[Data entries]
-----

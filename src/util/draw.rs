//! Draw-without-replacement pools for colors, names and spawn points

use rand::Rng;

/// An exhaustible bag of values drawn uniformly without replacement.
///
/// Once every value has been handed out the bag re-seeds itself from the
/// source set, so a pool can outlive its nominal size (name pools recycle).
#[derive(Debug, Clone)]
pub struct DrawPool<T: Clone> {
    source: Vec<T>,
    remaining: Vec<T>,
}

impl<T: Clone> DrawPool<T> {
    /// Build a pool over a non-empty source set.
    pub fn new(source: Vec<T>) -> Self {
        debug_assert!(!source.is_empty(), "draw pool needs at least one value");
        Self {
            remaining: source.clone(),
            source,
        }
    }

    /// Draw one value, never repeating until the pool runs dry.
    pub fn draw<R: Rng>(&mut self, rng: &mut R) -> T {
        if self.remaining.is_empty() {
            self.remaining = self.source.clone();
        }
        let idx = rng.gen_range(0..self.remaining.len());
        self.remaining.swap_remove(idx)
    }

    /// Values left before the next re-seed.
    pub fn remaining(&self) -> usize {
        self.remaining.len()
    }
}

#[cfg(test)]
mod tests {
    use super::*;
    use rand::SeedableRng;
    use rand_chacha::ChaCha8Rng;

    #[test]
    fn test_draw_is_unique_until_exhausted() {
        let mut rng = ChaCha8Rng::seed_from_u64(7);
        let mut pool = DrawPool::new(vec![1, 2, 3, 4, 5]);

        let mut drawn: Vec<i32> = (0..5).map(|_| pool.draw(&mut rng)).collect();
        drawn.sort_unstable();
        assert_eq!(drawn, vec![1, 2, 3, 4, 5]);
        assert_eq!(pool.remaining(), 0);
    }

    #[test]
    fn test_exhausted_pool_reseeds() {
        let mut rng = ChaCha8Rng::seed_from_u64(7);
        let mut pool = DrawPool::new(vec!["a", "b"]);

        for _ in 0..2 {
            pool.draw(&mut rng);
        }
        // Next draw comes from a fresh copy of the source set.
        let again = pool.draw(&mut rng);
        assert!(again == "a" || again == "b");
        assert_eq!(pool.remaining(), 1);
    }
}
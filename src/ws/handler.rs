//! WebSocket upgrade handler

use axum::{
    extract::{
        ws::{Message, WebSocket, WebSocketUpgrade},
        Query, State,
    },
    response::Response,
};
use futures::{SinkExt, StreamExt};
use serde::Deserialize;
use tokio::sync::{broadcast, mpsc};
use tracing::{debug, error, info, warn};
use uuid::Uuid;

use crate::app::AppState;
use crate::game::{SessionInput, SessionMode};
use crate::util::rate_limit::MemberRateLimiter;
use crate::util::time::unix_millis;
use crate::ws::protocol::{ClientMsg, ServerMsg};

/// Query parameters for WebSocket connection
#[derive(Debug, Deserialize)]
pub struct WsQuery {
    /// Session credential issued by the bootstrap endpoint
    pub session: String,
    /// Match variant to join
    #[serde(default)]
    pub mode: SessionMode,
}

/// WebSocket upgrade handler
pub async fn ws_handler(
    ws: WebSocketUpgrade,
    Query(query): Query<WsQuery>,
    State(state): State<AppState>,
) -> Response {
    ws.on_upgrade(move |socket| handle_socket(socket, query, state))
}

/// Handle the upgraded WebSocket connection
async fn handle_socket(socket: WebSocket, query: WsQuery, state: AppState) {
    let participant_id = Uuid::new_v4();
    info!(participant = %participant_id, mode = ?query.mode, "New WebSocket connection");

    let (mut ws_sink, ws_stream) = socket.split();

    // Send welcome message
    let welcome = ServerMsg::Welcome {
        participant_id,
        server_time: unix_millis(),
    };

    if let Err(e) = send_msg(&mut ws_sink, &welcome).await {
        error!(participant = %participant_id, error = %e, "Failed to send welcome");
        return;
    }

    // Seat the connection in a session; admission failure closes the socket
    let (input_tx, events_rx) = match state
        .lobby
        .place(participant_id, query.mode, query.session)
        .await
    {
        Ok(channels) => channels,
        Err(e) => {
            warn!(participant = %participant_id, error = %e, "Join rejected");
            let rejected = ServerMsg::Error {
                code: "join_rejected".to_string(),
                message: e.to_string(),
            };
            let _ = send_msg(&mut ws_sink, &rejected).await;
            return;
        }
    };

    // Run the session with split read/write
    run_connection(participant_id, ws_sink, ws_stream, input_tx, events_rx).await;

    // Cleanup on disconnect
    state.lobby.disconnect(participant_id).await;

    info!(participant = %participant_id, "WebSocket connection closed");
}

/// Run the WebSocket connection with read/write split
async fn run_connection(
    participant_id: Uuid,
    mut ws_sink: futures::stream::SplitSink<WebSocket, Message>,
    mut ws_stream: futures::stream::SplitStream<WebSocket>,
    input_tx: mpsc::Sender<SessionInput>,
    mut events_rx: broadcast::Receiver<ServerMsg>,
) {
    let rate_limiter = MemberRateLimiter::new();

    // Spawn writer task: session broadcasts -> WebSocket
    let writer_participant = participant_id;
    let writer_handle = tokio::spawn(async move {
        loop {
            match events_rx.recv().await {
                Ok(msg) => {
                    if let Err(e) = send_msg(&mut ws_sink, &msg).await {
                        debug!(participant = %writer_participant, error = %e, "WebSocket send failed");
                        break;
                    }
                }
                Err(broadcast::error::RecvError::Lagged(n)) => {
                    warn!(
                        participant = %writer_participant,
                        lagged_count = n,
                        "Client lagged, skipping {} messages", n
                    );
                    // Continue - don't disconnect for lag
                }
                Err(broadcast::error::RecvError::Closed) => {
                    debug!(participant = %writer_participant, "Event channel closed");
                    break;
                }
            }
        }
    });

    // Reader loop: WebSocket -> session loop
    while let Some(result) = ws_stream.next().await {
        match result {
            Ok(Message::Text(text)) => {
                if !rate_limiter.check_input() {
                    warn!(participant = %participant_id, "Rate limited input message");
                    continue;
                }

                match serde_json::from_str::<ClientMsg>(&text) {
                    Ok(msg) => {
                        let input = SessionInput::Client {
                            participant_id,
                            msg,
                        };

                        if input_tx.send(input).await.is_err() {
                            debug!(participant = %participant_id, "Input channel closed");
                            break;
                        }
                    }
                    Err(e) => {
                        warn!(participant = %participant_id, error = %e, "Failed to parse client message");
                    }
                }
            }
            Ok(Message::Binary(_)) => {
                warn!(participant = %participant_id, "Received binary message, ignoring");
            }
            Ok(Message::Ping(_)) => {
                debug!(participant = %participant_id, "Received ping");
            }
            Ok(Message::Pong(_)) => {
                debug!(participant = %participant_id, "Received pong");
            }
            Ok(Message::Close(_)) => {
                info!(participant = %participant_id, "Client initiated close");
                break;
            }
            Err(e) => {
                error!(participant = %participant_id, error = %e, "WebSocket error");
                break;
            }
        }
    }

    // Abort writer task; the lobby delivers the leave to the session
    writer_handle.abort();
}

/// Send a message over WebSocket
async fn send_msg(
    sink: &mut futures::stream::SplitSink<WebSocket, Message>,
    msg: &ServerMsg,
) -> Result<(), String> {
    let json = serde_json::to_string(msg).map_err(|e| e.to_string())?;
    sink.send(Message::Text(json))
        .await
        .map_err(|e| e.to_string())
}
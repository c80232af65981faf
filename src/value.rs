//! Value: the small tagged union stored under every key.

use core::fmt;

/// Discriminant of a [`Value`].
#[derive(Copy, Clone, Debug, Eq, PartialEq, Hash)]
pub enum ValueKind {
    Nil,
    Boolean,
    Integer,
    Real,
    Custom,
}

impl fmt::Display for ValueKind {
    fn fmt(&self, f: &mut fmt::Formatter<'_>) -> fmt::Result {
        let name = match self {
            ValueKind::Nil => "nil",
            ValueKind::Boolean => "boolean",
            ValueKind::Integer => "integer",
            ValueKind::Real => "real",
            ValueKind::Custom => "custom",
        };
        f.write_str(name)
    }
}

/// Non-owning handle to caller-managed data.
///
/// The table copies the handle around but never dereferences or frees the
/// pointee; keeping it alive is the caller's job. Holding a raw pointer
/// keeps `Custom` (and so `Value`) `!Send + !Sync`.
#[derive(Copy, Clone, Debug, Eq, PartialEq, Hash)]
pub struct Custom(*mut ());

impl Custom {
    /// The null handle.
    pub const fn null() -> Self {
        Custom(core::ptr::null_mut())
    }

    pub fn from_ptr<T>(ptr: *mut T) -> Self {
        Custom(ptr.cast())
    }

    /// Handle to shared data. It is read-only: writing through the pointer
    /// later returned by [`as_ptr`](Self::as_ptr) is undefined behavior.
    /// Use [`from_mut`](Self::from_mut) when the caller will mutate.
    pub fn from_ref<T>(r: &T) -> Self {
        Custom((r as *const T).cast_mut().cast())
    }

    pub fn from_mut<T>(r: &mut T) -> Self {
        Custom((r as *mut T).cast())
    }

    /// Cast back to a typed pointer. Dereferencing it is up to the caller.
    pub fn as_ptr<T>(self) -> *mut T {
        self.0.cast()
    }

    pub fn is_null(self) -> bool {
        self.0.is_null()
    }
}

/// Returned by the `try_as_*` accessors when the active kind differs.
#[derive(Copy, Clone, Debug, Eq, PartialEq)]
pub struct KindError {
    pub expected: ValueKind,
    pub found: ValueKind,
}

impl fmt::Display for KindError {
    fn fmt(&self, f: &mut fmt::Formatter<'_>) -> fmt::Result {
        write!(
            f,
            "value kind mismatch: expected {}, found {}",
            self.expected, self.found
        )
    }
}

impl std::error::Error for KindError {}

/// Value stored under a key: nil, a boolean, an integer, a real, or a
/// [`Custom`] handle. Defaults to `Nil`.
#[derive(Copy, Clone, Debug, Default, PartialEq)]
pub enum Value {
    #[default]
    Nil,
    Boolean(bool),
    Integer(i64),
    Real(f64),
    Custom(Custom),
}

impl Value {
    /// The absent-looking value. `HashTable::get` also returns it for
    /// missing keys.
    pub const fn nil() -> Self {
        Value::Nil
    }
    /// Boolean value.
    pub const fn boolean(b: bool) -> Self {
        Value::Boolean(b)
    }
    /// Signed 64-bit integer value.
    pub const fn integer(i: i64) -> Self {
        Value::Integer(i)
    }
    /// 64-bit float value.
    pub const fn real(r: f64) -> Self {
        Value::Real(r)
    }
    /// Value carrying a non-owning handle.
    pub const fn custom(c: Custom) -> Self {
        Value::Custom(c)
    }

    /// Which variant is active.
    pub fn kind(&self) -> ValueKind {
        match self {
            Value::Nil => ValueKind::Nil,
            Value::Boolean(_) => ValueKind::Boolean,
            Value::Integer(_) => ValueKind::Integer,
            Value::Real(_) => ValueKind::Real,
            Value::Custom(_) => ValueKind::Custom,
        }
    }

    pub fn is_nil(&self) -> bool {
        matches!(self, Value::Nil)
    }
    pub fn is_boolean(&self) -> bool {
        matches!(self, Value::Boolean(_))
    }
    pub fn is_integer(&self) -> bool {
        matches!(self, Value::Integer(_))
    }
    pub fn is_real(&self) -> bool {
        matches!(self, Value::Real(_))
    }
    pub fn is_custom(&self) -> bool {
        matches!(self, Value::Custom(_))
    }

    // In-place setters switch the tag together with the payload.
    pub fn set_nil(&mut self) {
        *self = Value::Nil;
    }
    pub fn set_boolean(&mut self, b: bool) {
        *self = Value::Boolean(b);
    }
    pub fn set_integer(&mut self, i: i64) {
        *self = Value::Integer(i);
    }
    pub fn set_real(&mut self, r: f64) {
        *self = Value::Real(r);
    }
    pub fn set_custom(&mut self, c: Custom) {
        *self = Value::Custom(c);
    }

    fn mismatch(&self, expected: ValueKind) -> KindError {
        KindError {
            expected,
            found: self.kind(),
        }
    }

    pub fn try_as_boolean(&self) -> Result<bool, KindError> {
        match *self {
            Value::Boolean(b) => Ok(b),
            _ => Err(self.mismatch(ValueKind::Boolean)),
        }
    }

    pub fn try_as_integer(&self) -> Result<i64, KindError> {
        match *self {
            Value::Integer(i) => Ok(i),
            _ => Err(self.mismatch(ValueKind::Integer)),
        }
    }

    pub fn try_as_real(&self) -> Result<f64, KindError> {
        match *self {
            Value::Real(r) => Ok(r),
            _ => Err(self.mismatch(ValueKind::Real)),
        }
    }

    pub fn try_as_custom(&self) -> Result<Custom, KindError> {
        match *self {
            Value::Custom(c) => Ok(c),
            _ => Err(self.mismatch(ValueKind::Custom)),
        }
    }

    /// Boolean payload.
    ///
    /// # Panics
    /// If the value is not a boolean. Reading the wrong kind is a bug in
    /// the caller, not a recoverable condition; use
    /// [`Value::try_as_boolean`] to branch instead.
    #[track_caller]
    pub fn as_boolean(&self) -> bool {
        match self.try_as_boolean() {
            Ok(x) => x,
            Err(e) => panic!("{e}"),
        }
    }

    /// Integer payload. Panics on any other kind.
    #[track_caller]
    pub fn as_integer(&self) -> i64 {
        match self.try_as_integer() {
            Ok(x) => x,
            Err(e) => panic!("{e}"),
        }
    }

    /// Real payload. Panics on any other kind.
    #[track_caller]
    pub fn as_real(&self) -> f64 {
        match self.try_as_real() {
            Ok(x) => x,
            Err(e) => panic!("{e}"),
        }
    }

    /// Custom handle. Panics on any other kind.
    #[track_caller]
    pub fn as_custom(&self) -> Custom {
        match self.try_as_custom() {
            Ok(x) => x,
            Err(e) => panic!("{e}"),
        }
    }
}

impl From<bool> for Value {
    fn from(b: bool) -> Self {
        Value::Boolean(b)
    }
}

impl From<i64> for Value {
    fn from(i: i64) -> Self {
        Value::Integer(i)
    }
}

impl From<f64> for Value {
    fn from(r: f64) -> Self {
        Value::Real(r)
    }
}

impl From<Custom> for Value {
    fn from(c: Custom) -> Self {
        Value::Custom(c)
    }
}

-----

**TASK GOAL**
Using the data above, transcribe the lines that run from the line with "Custom((r as *const" to the line with "pub fn is_boolean(&self)", both ends kept, and output nothing else.

**TASK RESPONSE**
        Custom((r as *const T).cast_mut().cast())
    }

    pub fn from_mut<T>(r: &mut T) -> Self {
        Custom((r as *mut T).cast())
    }

    /// Cast back to a typed pointer. Dereferencing it is up to the caller.
    pub fn as_ptr<T>(self) -> *mut T {
        self.0.cast()
    }

    pub fn is_null(self) -> bool {
        self.0.is_null()
    }
}

/// Returned by the `try_as_*` accessors when the active kind differs.
#[derive(Copy, Clone, Debug, Eq, PartialEq)]
pub struct KindError {
    pub expected: ValueKind,
    pub found: ValueKind,
}

impl fmt::Display for KindError {
    fn fmt(&self, f: &mut fmt::Formatter<'_>) -> fmt::Result {
        write!(
            f,
            "value kind mismatch: expected {}, found {}",
            self.expected, self.found
        )
    }
}

impl std::error::Error for KindError {}

/// Value stored under a key: nil, a boolean, an integer, a real, or a
/// [`Custom`] handle. Defaults to `Nil`.
#[derive(Copy, Clone, Debug, Default, PartialEq)]
pub enum Value {
    #[default]
    Nil,
    Boolean(bool),
    Integer(i64),
    Real(f64),
    Custom(Custom),
}

impl Value {
    /// The absent-looking value. `HashTable::get` also returns it for
    /// missing keys.
    pub const fn nil() -> Self {
        Value::Nil
    }
    /// Boolean value.
    pub const fn boolean(b: bool) -> Self {
        Value::Boolean(b)
    }
    /// Signed 64-bit integer value.
    pub const fn integer(i: i64) -> Self {
        Value::Integer(i)
    }
    /// 64-bit float value.
    pub const fn real(r: f64) -> Self {
        Value::Real(r)
    }
    /// Value carrying a non-owning handle.
    pub const fn custom(c: Custom) -> Self {
        Value::Custom(c)
    }

    /// Which variant is active.
    pub fn kind(&self) -> ValueKind {
        match self {
            Value::Nil => ValueKind::Nil,
            Value::Boolean(_) => ValueKind::Boolean,
            Value::Integer(_) => ValueKind::Integer,
            Value::Real(_) => ValueKind::Real,
            Value::Custom(_) => ValueKind::Custom,
        }
    }

    pub fn is_nil(&self) -> bool {
        matches!(self, Value::Nil)
    }
    pub fn is_boolean(&self) -> bool {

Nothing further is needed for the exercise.